According to the Module Handbook, INTO Newcastle uses a common grading scale from 10-90. However, the conversion scales for the Reading Test are from 30-90 and for listening from 0-100. On the foundation programme, the listening conversion scale is from 40-80 and the Graduate Diploma scales are different again. It is not clear how each of these scales is related to the others and this proliferation of scales appears to undermine the notion of a common grading scale. Furthermore, INTO claims that students who receive marks of 65 or 70 on their common grading scale demonstrate the same level of proficiency as IELTS levels 6.5 and 7.0 respectively. What evidence, if any, do you have for these claims? The evidence I see leads me to a very different conclusion. The assessment tasks undertaken by students at the foundation, diploma and graduate diplomas in the writing and speaking coursework assessments have been designed to reflect the educational level of the programme. Several are linked to subject modules. The use of the common scale with generic IELTS descriptors leads one to believe that the task difficulty and language difficulty required for achieving points along the scale are equivalent. In other words, use of the common scale and descriptors implies that students at foundation, diploma and graduate diploma who all achieve a mark of 65 on their writing are demonstrating the same level of skill and language use. This is patently not the case given the major differences in the requirements for each assessment task. The links to the IELTS scale are problematic for a number of reasons and should be severed. See Appendix A for a fuller discussion of this issue.

Internal marking

Is internal marking (in accordance with the marking criteria) impartial, fair and consistent?

No Yes X N/A

Yes, to the extent it can be given the confusion highlighted above.


21

Standards

Are the standards of the programme(s) appropriate? Please refer to the national subject benchmark statements (where appropriate), the Framework for Higher Education Qualifications, the programme specification and (where appropriate) requirements of professional statutory bodies

No Yes X N/A

The quality of the work produced by students who achieve passing grades and above is high.

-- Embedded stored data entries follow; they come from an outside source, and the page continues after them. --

//! Agent configuration from the process environment.

use std::path::PathBuf;
use std::time::Duration;

use nebula_core::constants::{DEFAULT_HEARTBEAT_SECS, SHARED_FOLDER_NAME, TRANSFERS_DIR};
use nebula_core::{Error, Result};

/// Immutable agent configuration, resolved once at startup.
#[derive(Debug, Clone)]
pub struct AgentConfig {
    master_url: String,
    service_name: String,
    service_display_name: String,
    service_description: String,
    heartbeat_timer: Duration,
    shared_folder: PathBuf,
}

impl AgentConfig {
    /// Resolve configuration from the environment.
    ///
    /// `MASTER_URL` is required; a missing value is a fatal configuration
    /// error. Everything else has defaults.
    pub fn from_env() -> Result<Self> {
        let master_url = std::env::var("MASTER_URL").map_err(|_| Error::Config {
            message: "MASTER_URL is not set".into(),
        })?;
        if master_url.is_empty() {
            return Err(Error::Config {
                message: "MASTER_URL is empty".into(),
            });
        }

        let heartbeat_secs = std::env::var("HEARTBEAT_TIMER")
            .ok()
            .and_then(|v| v.parse::<u64>().ok())
            .filter(|v| *v > 0)
            .unwrap_or(DEFAULT_HEARTBEAT_SECS);

        Ok(Self {
            master_url,
            service_name: env_or("SERVICE_NAME", "nebulalink-agent"),
            service_display_name: env_or("SERVICE_DISPLAY_NAME", "NebulaLink Agent"),
            service_description: env_or(
                "SERVICE_DESCRIPTION",
                "NebulaLink fleet agent: metrics, lifecycle and directory transfer",
            ),
            heartbeat_timer: Duration::from_secs(heartbeat_secs),
            shared_folder: default_shared_folder()?,
        })
    }

    /// Build a config directly (tests).
    pub fn for_tests(master_url: impl Into<String>, shared_folder: PathBuf) -> Self {
        Self {
            master_url: master_url.into(),
            service_name: "nebulalink-agent".into(),
            service_display_name: "NebulaLink Agent".into(),
            service_description: "test agent".into(),
            heartbeat_timer: Duration::from_secs(DEFAULT_HEARTBEAT_SECS),
            shared_folder,
        }
    }

    pub fn master_url(&self) -> &str {
        &self.master_url
    }

    pub fn service_name(&self) -> &str {
        &self.service_name
    }

    pub fn service_display_name(&self) -> &str {
        &self.service_display_name
    }

    pub fn service_description(&self) -> &str {
        &self.service_description
    }

    pub fn heartbeat_timer(&self) -> Duration {
        self.heartbeat_timer
    }

    /// Root of the shared folder (`<home>/Desktop/NebulaLink-shared`).
    pub fn shared_folder(&self) -> &PathBuf {
        &self.shared_folder
    }

    /// Extraction root for transfers arriving from `source_agent_id`.
    pub fn transfers_dir(&self, source_agent_id: &str) -> PathBuf {
        self.shared_folder.join(TRANSFERS_DIR).join(source_agent_id)
    }

    /// Resolve a server-relative transfer path inside the shared folder.
    ///
    /// Rejects anything that would land outside the shared folder.
    pub fn resolve_shared_path(&self, rel: &str) -> Result<PathBuf> {
        let cleaned = nebula_core::archive::sanitize_entry_name(rel)
            .ok_or_else(|| Error::transfer(format!("invalid transfer path: {:?}", rel)))?;
        Ok(self.shared_folder.join(cleaned))
    }

    /// Control-plane URL for this agent's identity.
    ///
    /// `http` rewrites to `ws` and `https` to `wss`; query parameters carry
    /// the identity triple.
    pub fn ws_url(&self, id: &str, name: &str, os: &str) -> String {
        let base = if let Some(rest) = self.master_url.strip_prefix("https://") {
            format!("wss://{}", rest)
        } else if let Some(rest) = self.master_url.strip_prefix("http://") {
            format!("ws://{}", rest)
        } else {
            self.master_url.clone()
        };
        format!(
            "{}/ws?name={}&id={}&os={}",
            base.trim_end_matches('/'),
            urlencode(name),
            urlencode(id),
            urlencode(os)
        )
    }
}

fn env_or(key: &str, default: &str) -> String {
    std::env::var(key)
        .ok()
        .filter(|v| !v.is_empty())
        .unwrap_or_else(|| default.to_string())
}

fn default_shared_folder() -> Result<PathBuf> {
    let home = home_dir().ok_or_else(|| Error::Config {
        message: "could not determine user home directory".into(),
    })?;
    Ok(home.join("Desktop").join(SHARED_FOLDER_NAME))
}

fn home_dir() -> Option<PathBuf> {
    #[cfg(windows)]
    {
        std::env::var_os("USERPROFILE").map(PathBuf::from)
    }
    #[cfg(not(windows))]
    {
        std::env::var_os("HOME").map(PathBuf::from)
    }
}

/// Minimal percent-encoding for query values (identity fields only hold
/// hostname-ish characters, but spaces in agent names must survive).
fn urlencode(value: &str) -> String {
    let mut out = String::with_capacity(value.len());
    for b in value.bytes() {
        match b {
            b'A'..=b'Z' | b'a'..=b'z' | b'0'..=b'9' | b'-' | b'_' | b'.' | b'~' => {
                out.push(b as char)
            }
            _ => {
                use std::fmt::Write;
                let _ = write!(out, "%{:02X}", b);
            }
        }
    }
    out
}

#[cfg(test)]
mod tests {
    use super::*;

    fn test_config(url: &str) -> AgentConfig {
        AgentConfig::for_tests(url, PathBuf::from("/tmp/shared"))
    }

    #[test]
    fn ws_url_rewrites_http_scheme() {
        let cfg = test_config("http://master.example:8080");
        assert_eq!(
            cfg.ws_url("id1", "agent one", "Linux"),
            "ws://master.example:8080/ws?name=agent%20one&id=id1&os=Linux"
        );
    }

    #[test]
    fn ws_url_rewrites_https_scheme() {
        let cfg = test_config("https://master.example");
        assert!(
            cfg.ws_url("i", "n", "o").starts_with("wss://master.example/ws?")
        );
    }

    #[test]
    fn ws_url_tolerates_trailing_slash() {
        let cfg = test_config("http://master.example/");
        assert_eq!(
            cfg.ws_url("i", "n", "Linux"),
            "ws://master.example/ws?name=n&id=i&os=Linux"
        );
    }

    #[test]
    fn transfers_dir_is_scoped_per_source() {
        let cfg = test_config("http://m");
        assert_eq!(
            cfg.transfers_dir("agent-9"),
            PathBuf::from("/tmp/shared/transfers/agent-9")
        );
    }

    #[test]
    fn resolve_shared_path_accepts_relative() {
        let cfg = test_config("http://m");
        assert_eq!(
            cfg.resolve_shared_path("docs/report").unwrap(),
            PathBuf::from("/tmp/shared/docs/report")
        );
    }

    #[test]
    fn resolve_shared_path_rejects_escape() {
        let cfg = test_config("http://m");
        assert!(cfg.resolve_shared_path("../outside").is_err());
        assert!(cfg.resolve_shared_path(".").is_err());
        assert!(cfg.resolve_shared_path("").is_err());
    }

    #[test]
    fn resolve_shared_path_strips_absolute() {
        let cfg = test_config("http://m");
        assert_eq!(
            cfg.resolve_shared_path("/docs").unwrap(),
            PathBuf::from("/tmp/shared/docs")
        );
    }
}
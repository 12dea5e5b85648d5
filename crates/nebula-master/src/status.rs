//! Status router: agent status frames → coordinator events + forwarding.
//!
//! Routing is a pure decision function over the incoming update, so the
//! table in the decision can be tested without sockets; the registered
//! hub handler just applies the decision.

use std::sync::Arc;

use tracing::debug;

use nebula_core::protocol::{Frame, FrameKind, TransferStatus, TransferStatusUpdate};

use crate::hub::Hub;
use crate::transfer::TransferManager;

/// What the router decided to do with one status frame.
#[derive(Debug, Clone, PartialEq, Eq)]
pub struct RoutedStatus {
    pub action: Option<CoordinatorAction>,
    /// Forward a rewritten copy to the reporter's `relay_to` target.
    pub forward: bool,
    /// Terminal statuses clear state after forwarding.
    pub terminal: bool,
}

#[derive(Debug, Clone, PartialEq, Eq)]
pub enum CoordinatorAction {
    ConfirmSuccess { connection_id: String },
    ReportFailure { connection_id: String, reason: String },
    BindRelay { connection_id: String },
}

/// Decide how to treat `update` reported by `reporter`.
pub fn route_status(update: &TransferStatusUpdate) -> RoutedStatus {
    match update.status {
        TransferStatus::P2pSuccess => RoutedStatus {
            action: update
                .connection_id
                .clone()
                .map(|connection_id| CoordinatorAction::ConfirmSuccess { connection_id }),
            forward: false,
            terminal: false,
        },
        TransferStatus::P2pFailed => RoutedStatus {
            action: update.connection_id.clone().map(|connection_id| {
                CoordinatorAction::ReportFailure {
                    connection_id,
                    reason: update
                        .reason
                        .clone()
                        .unwrap_or_else(|| "unknown".to_string()),
                }
            }),
            forward: false,
            terminal: false,
        },
        TransferStatus::Initiated => RoutedStatus {
            action: update
                .connection_id
                .clone()
                .map(|connection_id| CoordinatorAction::BindRelay { connection_id }),
            forward: true,
            terminal: false,
        },
        TransferStatus::Running => RoutedStatus {
            action: None,
            forward: true,
            terminal: false,
        },
        TransferStatus::Completed | TransferStatus::TransferFailed => RoutedStatus {
            action: None,
            forward: true,
            terminal: true,
        },
    }
}

/// Rewrite a status for the requester: the `agent_id` becomes the source
/// (the reporter), and only status, id and reason survive.
pub fn rewrite_for_requester(
    update: &TransferStatusUpdate,
    reporter_agent_id: &str,
) -> TransferStatusUpdate {
    TransferStatusUpdate {
        status: update.status,
        connection_id: update.connection_id.clone(),
        agent_id: Some(reporter_agent_id.to_string()),
        reason: update.reason.clone(),
    }
}

/// Install the `master_transfer_status` handler on the hub.
pub fn register(hub: &Arc<Hub>, manager: Arc<TransferManager>) {
    let router_hub = Arc::clone(hub);
    hub.register_handler(
        FrameKind::MasterTransferStatus,
        Arc::new(move |frame, conn| {
            let Frame::MasterTransferStatus(update) = frame else {
                return Ok(());
            };
            let decision = route_status(&update);

            match decision.action {
                Some(CoordinatorAction::ConfirmSuccess { connection_id }) => {
                    manager.p2p().handle_success(&connection_id, &conn.id);
                }
                Some(CoordinatorAction::ReportFailure {
                    connection_id,
                    reason,
                }) => {
                    manager.p2p().handle_failure(&connection_id, &reason);
                }
                Some(CoordinatorAction::BindRelay { connection_id }) => {
                    // A source announcing `initiated` for a known transfer
                    // wires status passthrough if nothing has yet.
                    if router_hub.relay_to(&conn.id).is_none() {
                        if let Some(state) = manager.p2p().get(&connection_id) {
                            router_hub
                                .set_relay_to(&conn.id, Some(state.requesting().to_string()));
                        }
                    }
                }
                None => {}
            }

            // Forward after any binding so a fresh `initiated` reaches the
            // requester too.
            if decision.forward {
                if let Some(target) = router_hub.relay_to(&conn.id) {
                    debug!(
                        status = ?update.status,
                        source = %conn.id,
                        target = %target,
                        "Forwarding status to requester"
                    );
                    router_hub.send_frame(
                        &target,
                        Frame::MasterTransferStatus(rewrite_for_requester(&update, &conn.id)),
                    );
                }
            }

            if decision.terminal {
                manager.handle_terminal(update.connection_id.as_deref(), &conn.id);
            }
            Ok(())
        }),
    );
}

// =============================================================================
// Tests
// =============================================================================
//! NebulaLink agent binary entry point.

use std::path::Path;
use std::sync::Arc;

use clap::Parser;
use tokio_util::sync::CancellationToken;
use tracing::{error, info};

use nebula_core::constants::AGENT_LOG_FILE;
use nebula_core::{AgentIdentity, LogFormat, init_logging};

use nebula_agent::cli::{Cli, Command};
use nebula_agent::config::AgentConfig;
use nebula_agent::endpoint::EnvEndpointProvider;
use nebula_agent::metrics::SysinfoSampler;
use nebula_agent::service::platform_controller;
use nebula_agent::supervisor::Supervisor;

fn main() {
    // Usage errors exit 1, matching the failure exit code; help and
    // version remain exit 0.
    let cli = match Cli::try_parse() {
        Ok(cli) => cli,
        Err(e) => {
            let code = if e.use_stderr() { 1 } else { 0 };
            let _ = e.print();
            std::process::exit(code);
        }
    };

    // Daemon mode logs to the agent log file; CLI verbs log to stderr.
    let log_file = cli.command.is_none().then_some(Path::new(AGENT_LOG_FILE));
    if let Err(e) = init_logging(cli.verbose.max(2), log_file, LogFormat::Text) {
        eprintln!("Failed to initialize logging: {}", e);
        std::process::exit(1);
    }

    let config = match AgentConfig::from_env() {
        Ok(config) => Arc::new(config),
        Err(e) => {
            error!(error = %e, "Configuration error");
            eprintln!("error: {}", e);
            std::process::exit(1);
        }
    };

    let runtime = tokio::runtime::Runtime::new().expect("failed to build tokio runtime");
    let exit = runtime.block_on(run(cli, config));
    std::process::exit(exit);
}

async fn run(cli: Cli, config: Arc<AgentConfig>) -> i32 {
    let agent_name = cli.agent_name().to_string();
    let controller = platform_controller(&config, &agent_name);

    if let Some(command) = &cli.command {
        let result = match command {
            Command::Install { .. } => controller.install().await,
            Command::Uninstall { .. } => controller.uninstall().await,
            Command::Start { .. } => controller.start().await,
            Command::Stop { .. } => controller.stop().await,
        };
        return match result {
            Ok(()) => {
                println!("ok");
                0
            }
            Err(e) => {
                eprintln!("error: {}", e);
                1
            }
        };
    }

    // Daemon mode.
    let identity = AgentIdentity::derive(agent_name);
    info!(
        agent_id = %identity.id,
        agent_name = %identity.name,
        os = %identity.os,
        version = env!("CARGO_PKG_VERSION"),
        "NebulaLink agent starting"
    );

    if let Err(e) = std::fs::create_dir_all(config.shared_folder()) {
        error!(error = %e, "Cannot create shared folder");
        return 1;
    }

    let shutdown = CancellationToken::new();
    spawn_signal_listener(shutdown.clone());

    let supervisor = Supervisor::new(
        config,
        identity,
        Arc::new(SysinfoSampler),
        Arc::new(EnvEndpointProvider::from_env()),
        Arc::from(controller),
    );
    supervisor.run(shutdown).await;
    info!("Agent stopped");
    0
}

fn spawn_signal_listener(shutdown: CancellationToken) {
    tokio::spawn(async move {
        #[cfg(unix)]
        {
            use tokio::signal::unix::{SignalKind, signal};
            let mut term =
                signal(SignalKind::terminate()).expect("failed to install SIGTERM handler");
            tokio::select! {
                _ = tokio::signal::ctrl_c() => {}
                _ = term.recv() => {}
            }
        }
        #[cfg(not(unix))]
        {
            let _ = tokio::signal::ctrl_c().await;
        }
        info!("Termination signal received");
        shutdown.cancel();
    });
}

Comment upon the extent to which the stated output standards for the programme(s) are comparable with those of similar programmes in other UK higher education institutions.

The module learning outcomes are in line with those set by other similar programmes at other institutions I am familiar with. The amount and weighting of assessments is also similar.

Comment upon the comparability of the output standards achieved by students with those achieved by students on similar programmes elsewhere.

For the assessments that do actually work well, e.g. the writing and speaking coursework, the speaking exam and the writing exam, the students output is on par with those in similar programmes. However, we cannot be sure of this when it comes to the listening and reading examinations as these do not succeed in assessing the learning outcomes for this programme.

Comment upon the particular strengths and weaknesses of the current cohort.

Given the range of other issues highlighted above and the limited amount of time allotted for me to review the work for this programme and the Graduate Diploma, I am afraid I am unable to comment on the details of this particular cohort’s performance.

For examiners of subjects which contribute to joint or combined honours programmes, please provide separate comments on the comparability of standards and student performance specifically relating to joint or combined honours.

n/a


22

PART 3: PROCEDURES

Were you given sufficient notice of the examination dates and of the meeting of the Board of Examiners?

No Yes X N/A

If you made any recommendations in your previous report have these been addressed by the University? Please outline briefly any issues which you feel have not been considered appropriately.

No Yes N/A X

Was the Board of Examiners conducted in accordance with the University's policies and procedures?

No Yes X N/A

Is the process of assessment effective and fair in its treatment of individual candidates, particularly with regard to the exercise of discretion?

No Yes X N/A

Were you given sufficient information on the following to enable you to fulfil your duties?

Programme aims and learning outcomes (eg, the programme specification)

Curriculum content

Assessment procedures (including assessment criteria)

Marking scheme and instruction to examiners

Standards

No Yes X N/A

Yes, except I would like to see answer keys to examinations at the time I am asked to approve them. It would be helpful if the spreadsheet of student marks included student numbers for ease of cross-referencing. It was extremely useful to see students’ entry scores and be able to make comparisons between entry and exit scores.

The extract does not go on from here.